São estas questões preliminares que embasam uma discussão sobre a realidade atual da UFPE.

Na UFPE em 2002, o Programa de Campanha da chapa oposicionista composta pelos professores Amaro Lins e Gilson Edmar, “Pela Mudança da UFPE: Democracia, Qualidade e Compromisso Social” propunha mudanças estruturais, e apontava para mais autonomia. No preâmbulo deste documento estava explicitado que aquela eleição, era entre a escolha da “manutenção do controle centralizado da instituição ou a democratização efetiva da UFPE: torná-la transparente, participativa e revigorada pela legitimidade”. O documento ainda dizia “no momento do voto, será este o desafio: optar pela continuidade ou ser artífice do novo”.

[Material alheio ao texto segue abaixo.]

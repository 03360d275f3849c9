//! Game configuration options.

/// Configuration options for a blackjack game.
///
/// The defaults give the house rule the engine was built around: the dealer
/// draws below 17 and stands on every 17, soft or hard.
///
/// ```
/// use bjengine::GameOptions;
///
/// let options = GameOptions::default().with_stand_on_soft_17(false);
/// assert_eq!(options.dealer_stands_on, 17);
/// assert!(!options.stand_on_soft_17);
/// ```
#[derive(Debug, Clone, Copy, PartialEq, Eq)]
pub struct GameOptions {
    /// Total at which the dealer stops drawing.
    pub dealer_stands_on: u32,
    /// Whether the dealer stands on a soft total equal to `dealer_stands_on`.
    pub stand_on_soft_17: bool,
}

impl Default for GameOptions {
    fn default() -> Self {
        Self {
            dealer_stands_on: 17,
            stand_on_soft_17: true,
        }
    }
}

impl GameOptions {
    /// Sets the total at which the dealer stops drawing.
    ///
    /// # Example
    ///
    /// ```
    /// use bjengine::GameOptions;
    ///
    /// let options = GameOptions::default().with_dealer_stands_on(16);
    /// assert_eq!(options.dealer_stands_on, 16);
    /// ```
    #[must_use]
    pub const fn with_dealer_stands_on(mut self, total: u32) -> Self {
        self.dealer_stands_on = total;
        self
    }

    /// Sets whether the dealer stands on soft 17.
    #[must_use]
    pub const fn with_stand_on_soft_17(mut self, stand: bool) -> Self {
        self.stand_on_soft_17 = stand;
        self
    }
}
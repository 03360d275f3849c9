use tracing::{debug, info};

use crate::error::InvalidMove;
use crate::hand::{Hand, is_bust};
use crate::options::GameOptions;
use crate::result::Outcome;

use super::{Game, Phase};

/// Returns whether the dealer must take another card.
///
/// The dealer draws below `dealer_stands_on`. On exactly that total the dealer
/// only draws when the hand is soft and `stand_on_soft_17` is off. A bust hand
/// never draws, whatever the threshold.
pub(crate) fn dealer_should_draw(hand: &Hand, options: &GameOptions) -> bool {
    let value = hand.score();
    if is_bust(value) {
        return false;
    }
    if value < options.dealer_stands_on {
        return true;
    }
    value == options.dealer_stands_on && hand.is_soft() && !options.stand_on_soft_17
}

impl Game {
    /// Dealer draws until the policy says stand.
    ///
    /// If the deck runs dry part way, every card drawn here goes back on the
    /// deck in its original order.
    pub(super) fn dealer_play(&mut self) -> Result<(), InvalidMove> {
        let mut drawn = 0;

        while dealer_should_draw(&self.dealer, &self.options) {
            match self.deck.draw() {
                Ok(card) => {
                    self.dealer.push(card);
                    drawn += 1;
                    debug!(%card, score = self.dealer.score(), "dealer draws");
                }
                Err(err) => {
                    for _ in 0..drawn {
                        if let Some(card) = self.dealer.pop() {
                            self.deck.put_back(card);
                        }
                    }
                    return Err(err.into());
                }
            }
        }

        Ok(())
    }

    /// Moves the game into its terminal state.
    pub(super) fn finish(&mut self, outcome: Outcome) {
        self.phase = Phase::Finished(outcome);
        info!(
            %outcome,
            player = self.player.score(),
            dealer = self.dealer.score(),
            "game finished"
        );
    }
}
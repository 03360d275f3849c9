//! Game state types.

use core::fmt;

use crate::result::Outcome;

/// Game state.
///
/// Once a game leaves [`GameState::InProgress`] it never changes again.
#[derive(Debug, Clone, Copy, PartialEq, Eq, Hash)]
pub enum GameState {
    /// Moves are still accepted.
    InProgress,
    /// The player won.
    PlayerWon,
    /// The dealer won.
    DealerWon,
    /// Both hands tied.
    Draw,
}

impl GameState {
    /// Returns whether the state is terminal.
    #[must_use]
    pub const fn is_finished(self) -> bool {
        !matches!(self, Self::InProgress)
    }

    /// Returns the outcome for a terminal state.
    #[must_use]
    pub const fn outcome(self) -> Option<Outcome> {
        match self {
            Self::InProgress => None,
            Self::PlayerWon => Some(Outcome::PlayerWon),
            Self::DealerWon => Some(Outcome::DealerWon),
            Self::Draw => Some(Outcome::Draw),
        }
    }

    /// Returns the status label shown on the table.
    #[must_use]
    pub const fn label(self) -> &'static str {
        match self.outcome() {
            None => "In Progress",
            Some(outcome) => outcome.label(),
        }
    }
}

impl From<Outcome> for GameState {
    fn from(outcome: Outcome) -> Self {
        match outcome {
            Outcome::PlayerWon => Self::PlayerWon,
            Outcome::DealerWon => Self::DealerWon,
            Outcome::Draw => Self::Draw,
        }
    }
}

impl fmt::Display for GameState {
    fn fmt(&self, f: &mut fmt::Formatter<'_>) -> fmt::Result {
        f.write_str(self.label())
    }
}

/// Where the game is in its deal → play → resolve lifecycle.
#[derive(Debug, Clone, Copy, PartialEq, Eq)]
pub(crate) enum Phase {
    /// No cards dealt yet.
    Waiting,
    /// Initial cards dealt, player to act.
    PlayerTurn,
    /// Resolved.
    Finished(Outcome),
}

impl Phase {
    pub(crate) const fn state(self) -> GameState {
        match self {
            Self::Waiting | Self::PlayerTurn => GameState::InProgress,
            Self::Finished(outcome) => match outcome {
                Outcome::PlayerWon => GameState::PlayerWon,
                Outcome::DealerWon => GameState::DealerWon,
                Outcome::Draw => GameState::Draw,
            },
        }
    }

    pub(crate) const fn is_dealt(self) -> bool {
        !matches!(self, Self::Waiting)
    }
}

Com relação a um dos eixos norteadores desta memorável eleição, o da esperada democratização da UFPE, estava escrito ainda no Programa da chapa “a democratização se materializa numa gestão descentralizada, transparente e participativa”. Na visão daqueles que acabaram se elegendo era dito “democratização pressupõe o fortalecimento do poder de decisão e de gestão dos órgãos colegiados e das câmaras setoriais”, e mais “as mudanças não serão alcançadas apenas com a gestão democrática na reitoria, pois requerem um novo ordenamento institucional. Nossa chapa afirma, portanto o compromisso com uma reforma do Estatuto e dos Regimentos da Universidade, a ser elaborada e legitimada pela ampla participação da comunidade. Propomos uma redefinição da composição e das atribuições dos órgãos deliberativos universitários, e, em particular, eleição direta dos membros do Conselho Universitário pela comunidade e por representantes da sociedade, a fim de que seu poder decisório seja ampliado e legitimado”.

Esta e outras promessas de campanha NÃO foram cumpridas, conforme se constata agora no início deste oitavo ano de reitorado. As regras (direitos e deveres) contidas no Estatuto da Universidade não foram modificadas. O atual estatuto permanece ativo, e é um instrumento envelhecido e retrógrado, com mais de 40 anos de idade, tempo suficiente para se elencar grandes transformações, avanços e retrocessos sociais ocorridos no país e nas universidades brasileiras. O que é exigido nos tempos atuais é algo mais ágil, mais ajustado, mais moderno a época, e que possibilite mais democracia nas relações entre a comunidade universitária. O poder continua centralizado na figura do Reitor.

Portanto é preciso que a comunidade universitária avance no diálogo democrático para superar os entraves autoritários que vão desde as práticas pedagógicas mutiladoras do conhecimento dos estudantes, até as atitudes burocráticas com finalidades em si mesmas. Exortamos a luta pela democratização real e não de fachada de nossa Universidade, fundada na mais ampla liberdade de pensamento de professores, técnicos e estudantes, que não devem e não podem ser beneficiados ou prejudicados por razões ideológicas. O princípio de autoridade na Universidade deve fundar-se no saber e na capacidade de aglutinar; o que ultrapasse isso é autoritarismo grosseiro.

Hoje se verifica, infelizmente, que a defesa da democracia não consegue mobilizar todas as tendências políticas representadas no interior de nossa Universidade, o que demonstra que algo esta errado com elas. A UFPE precisa democratizar, e hoje em dia não bastam palavras e pensamento positivo. Ajudam muito, mas apenas quando somado à coerência e à ação.

Lamentavelmente nesses anos da gestão Amaro/Gilson a democratização na UFPE não se materializou, pois esta gestão não promoveu o que havia prometido: a descentralização, a transparência e a participação plena da comunidade universitária nas decisões e destinos de nossa Universidade.

No dia 26 de abril teremos eleições para reitor e será uma nova oportunidade para escolher dirigentes que promovam as mudanças e as transformações esperadas por toda a comunidade. E que seu novo reitor eleito inicie um processo estatuinte de composição paritária, democrática e soberana, com prazo determinado para estabelecer um novo estatuto, em conformidade aos grandes desafios deste inicio de século XXI.